Introduction
Imagine a university course conducted in a Peruvian rainforest. What if you could participate in such an expedition as an undergraduate student? How might this affect your worldview and subsequent trajectory?
Such a course exists at the University of Kansas -- BIOLOGY 418/701 Topics in Field Biology in Amazonian Peru. Thanks to the support of two far-seeing supporters working with the Biodiversity Institute and Spencer Museum of Art at K.U., special provision has been made for BIOLOGY 418/701 to serve as a pilot for an exciting new interdisciplinary program, The Rudkin Undergraduate Scholarships For International Interdisciplinary Research Experiences. The charge of this program has been stated in these terms:
One of the major challenges and opportunities facing the University of Kansas⎯indeed, all universities⎯is providing its undergraduates with a meaningful international and interdisciplinary educational and research experience., i.e., one that integrates disciplines and synthesizes knowledge across the sciences, arts and humanities in a global setting.

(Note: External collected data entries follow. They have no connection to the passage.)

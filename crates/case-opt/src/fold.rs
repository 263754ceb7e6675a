//! Constant folding and algebraic peephole simplification.
//!
//! Works bottom-up so that folded children become candidates for the parent.
//! These rules are the semantic equivalence surface of the optimizer: folds
//! must produce exactly the value the unfolded expression would compute.

use case_common::token::parse_number;
use case_parser::{Node, NodeKind};

pub(crate) fn run(node: &mut Node) {
    for child in &mut node.children {
        run(child);
    }
    match node.kind {
        NodeKind::Binary => fold_binary(node),
        NodeKind::Ternary => fold_ternary(node),
        _ => {}
    }
}

/// The numeric value of a `Number` literal node, if it is one.
fn literal_value(node: &Node) -> Option<f64> {
    if node.kind == NodeKind::Number {
        parse_number(&node.payload)
    } else {
        None
    }
}

/// Render a folded numeric value: integers print without a decimal point,
/// everything else uses the shortest `f64` form.
fn format_number(value: f64) -> String {
    if value.is_finite() && value.fract() == 0.0 && value.abs() < 1e15 {
        format!("{}", value as i64)
    } else {
        format!("{value}")
    }
}

fn fold_binary(node: &mut Node) {
    if node.children.len() != 2 {
        return;
    }
    let op = node.payload.clone();
    let line = node.line;

    // Numeric constant folding.
    if let (Some(a), Some(b)) = (literal_value(&node.children[0]), literal_value(&node.children[1])) {
        let folded = match op.as_str() {
            "+" => Some(a + b),
            "-" => Some(a - b),
            "*" => Some(a * b),
            // Division by zero folds to zero rather than poisoning the tree.
            "/" => Some(if b == 0.0 { 0.0 } else { a / b }),
            // Remainder uses integer semantics on the truncated operands.
            "%" => {
                let (ta, tb) = (a.trunc() as i64, b.trunc() as i64);
                Some(if tb == 0 { 0.0 } else { (ta % tb) as f64 })
            }
            "<" => Some(f64::from(a < b)),
            ">" => Some(f64::from(a > b)),
            "<=" => Some(f64::from(a <= b)),
            ">=" => Some(f64::from(a >= b)),
            "==" => Some(f64::from(a == b)),
            "!=" => Some(f64::from(a != b)),
            _ => None,
        };
        if let Some(value) = folded {
            *node = Node::new(NodeKind::Number, format_number(value), line);
            return;
        }
    }

    // String concatenation folding.
    if op == "+"
        && node.children[0].kind == NodeKind::Str
        && node.children[1].kind == NodeKind::Str
    {
        let joined = format!("{}{}", node.children[0].payload, node.children[1].payload);
        *node = Node::new(NodeKind::Str, joined, line);
        return;
    }

    // Algebraic peephole over one literal operand.
    let lhs_value = literal_value(&node.children[0]);
    let rhs_value = literal_value(&node.children[1]);
    match op.as_str() {
        "+" => {
            if lhs_value == Some(0.0) {
                replace_with_child(node, 1);
            } else if rhs_value == Some(0.0) {
                replace_with_child(node, 0);
            }
        }
        "-" => {
            if rhs_value == Some(0.0) {
                replace_with_child(node, 0);
            }
        }
        "*" => {
            if lhs_value == Some(0.0) || rhs_value == Some(0.0) {
                *node = Node::new(NodeKind::Number, "0", line);
            } else if lhs_value == Some(1.0) {
                replace_with_child(node, 1);
            } else if rhs_value == Some(1.0) {
                replace_with_child(node, 0);
            }
        }
        "/" => {
            if rhs_value == Some(1.0) {
                replace_with_child(node, 0);
            }
        }
        _ => {}
    }
}

/// A ternary with a numeric-literal condition folds to the taken branch.
fn fold_ternary(node: &mut Node) {
    if node.children.len() != 3 {
        return;
    }
    if let Some(cond) = literal_value(&node.children[0]) {
        let taken = if cond != 0.0 { 1 } else { 2 };
        replace_with_child(node, taken);
    }
}

/// Replace `node` with its child at `index`.
fn replace_with_child(node: &mut Node, index: usize) {
    let child = node.children.remove(index);
    *node = child;
}

#[cfg(test)]
mod tests {
    use super::*;

    fn binary(op: &str, lhs: Node, rhs: Node) -> Node {
        Node::with_children(NodeKind::Binary, op, 1, vec![lhs, rhs])
    }

    fn num(text: &str) -> Node {
        Node::new(NodeKind::Number, text, 1)
    }

    fn ident(name: &str) -> Node {
        Node::new(NodeKind::Ident, name, 1)
    }

    #[test]
    fn arithmetic_folds() {
        let mut n = binary("+", num("2"), num("3"));
        run(&mut n);
        assert_eq!(n, num("5"));

        let mut n = binary("*", num("2.5"), num("4"));
        run(&mut n);
        assert_eq!(n, num("10"));

        let mut n = binary("-", num("1"), num("2.5"));
        run(&mut n);
        assert_eq!(n, num("-1.5"));
    }

    #[test]
    fn division_by_zero_folds_to_zero() {
        let mut n = binary("/", num("7"), num("0"));
        run(&mut n);
        assert_eq!(n, num("0"));
    }

    #[test]
    fn remainder_truncates_operands() {
        let mut n = binary("%", num("7.9"), num("2.9"));
        run(&mut n);
        // trunc(7.9) % trunc(2.9) = 7 % 2 = 1
        assert_eq!(n, num("1"));

        let mut n = binary("%", num("5"), num("0"));
        run(&mut n);
        assert_eq!(n, num("0"));
    }

    #[test]
    fn relationals_fold_to_zero_or_one() {
        let mut n = binary("<", num("1"), num("2"));
        run(&mut n);
        assert_eq!(n, num("1"));

        let mut n = binary("==", num("1"), num("2"));
        run(&mut n);
        assert_eq!(n, num("0"));
    }

    #[test]
    fn string_concatenation_folds() {
        let mut n = binary(
            "+",
            Node::new(NodeKind::Str, "ab", 1),
            Node::new(NodeKind::Str, "cd", 1),
        );
        run(&mut n);
        assert_eq!(n, Node::new(NodeKind::Str, "abcd", 1));
    }

    #[test]
    fn peephole_identities() {
        let mut n = binary("+", ident("x"), num("0"));
        run(&mut n);
        assert_eq!(n, ident("x"));

        let mut n = binary("+", num("0"), ident("x"));
        run(&mut n);
        assert_eq!(n, ident("x"));

        let mut n = binary("-", ident("x"), num("0"));
        run(&mut n);
        assert_eq!(n, ident("x"));

        let mut n = binary("*", ident("x"), num("1"));
        run(&mut n);
        assert_eq!(n, ident("x"));

        let mut n = binary("/", ident("x"), num("1"));
        run(&mut n);
        assert_eq!(n, ident("x"));
    }

    #[test]
    fn multiply_by_zero_annihilates() {
        let mut n = binary("*", ident("x"), num("0"));
        run(&mut n);
        assert_eq!(n, num("0"));

        let mut n = binary("*", num("0"), ident("x"));
        run(&mut n);
        assert_eq!(n, num("0"));
    }

    #[test]
    fn ternary_selects_branch() {
        let mut n = Node::with_children(
            NodeKind::Ternary,
            "",
            1,
            vec![num("1"), ident("a"), ident("b")],
        );
        run(&mut n);
        assert_eq!(n, ident("a"));

        let mut n = Node::with_children(
            NodeKind::Ternary,
            "",
            1,
            vec![num("0"), ident("a"), ident("b")],
        );
        run(&mut n);
        assert_eq!(n, ident("b"));
    }

    #[test]
    fn folding_cascades_bottom_up() {
        // (1 + 2) * (2 - 5) => 3 * -3 => -9
        let mut n = binary(
            "*",
            binary("+", num("1"), num("2")),
            binary("-", num("2"), num("5")),
        );
        run(&mut n);
        assert_eq!(n, num("-9"));
    }

    #[test]
    fn non_literal_operands_are_left_alone() {
        let mut n = binary("+", ident("x"), num("2"));
        let before = n.clone();
        run(&mut n);
        assert_eq!(n, before);
    }
}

The program aspires to, “send teams of three to four undergraduate students from the arts, sciences and other disciplines with the Biodiversity Institute and the Spencer Museum of Art international research expeditions to collaborate, participate in, capture and ‘publish on’ the expedition, integrating and informing their individual perspectives and chosen media.” The outcomes are described more fully:
Publishing: During the expedition, the undergraduates will be provided with the means to “publish” in print, digital and/or other media, e.g., pod casts, weblog journals, reports; photographs; live feed video; newspaper features.
Exhibition: After the expedition, a joint Natural History Museum / Spencer Museum of Art exhibition drawn from these “publications” and other material would be mounted if deemed feasible and appropriate.
BIOLOGY 418/701 Topics in Field Biology in Amazonian Peru is conducted by Dr. Caroline Chaboo, curator and professor in ecology & evolutionary biology (specialist in entomology); and an by artistic advisor, myself, curator of prints and drawings and professor of art history. For the next few weeks this blog will follow the activities of the students in BIOLOGY and will further track the group’s progress toward an exhibition/installation that is expected to open at the Spencer Museum of art in December 2011.
We begin our three days of preparation at the University of Kansas. Today Dr. Chaboo spoke to our group of ten (eight students, two professors) about Insects and insect diversity; about field work and ethical issues surrounding the collection of specimens. We then visited the Spencer Museum of Art where I gave a short tour and shared some works in the print study room, among them:
--> Sebastião Salgado’s – untitled photograph of the Serra Pelada Mine, 1986
--> William Sharp’s 1854 suite of chromolithoraphs with accompanying text, Victoria Regia or the Great Water Lily of America
--> Rodlophe Bresdin’s 1861 biophiliac lithograph Le bon Samaritain (The good Samaratan)
-->H.C. Westermann’s - The Green Hell from The Connecticut Ballroom Suite (1975-76)
--> Karl Kröner’s wonderful Waldflechte, an elaboration in gouache of the design forms implicit in a sample of lichen
--> A few buggy sheets from Jacob Hoefnagel’s late sixteenth century Arcetypa studiaque patris Georgii Hoefnagelli
--> Tony Fitzpatrick’s the ten lovely etchings, Bug Circus, of 2001 ((Jewell Bug, Dancing Bug, Lopea, Green Bug, Caterpillar, Grasshopper, Harlequin, Wonder Bug, Ladybug, and Cicada)
* reminder: you can see most of these on the Spencer Museum’s website, use the search field at the upper right of the home page: http://www.spencerart.ku.edu/
We concluded our first day with a tour of the Natural History Museum and a public display, Bug World.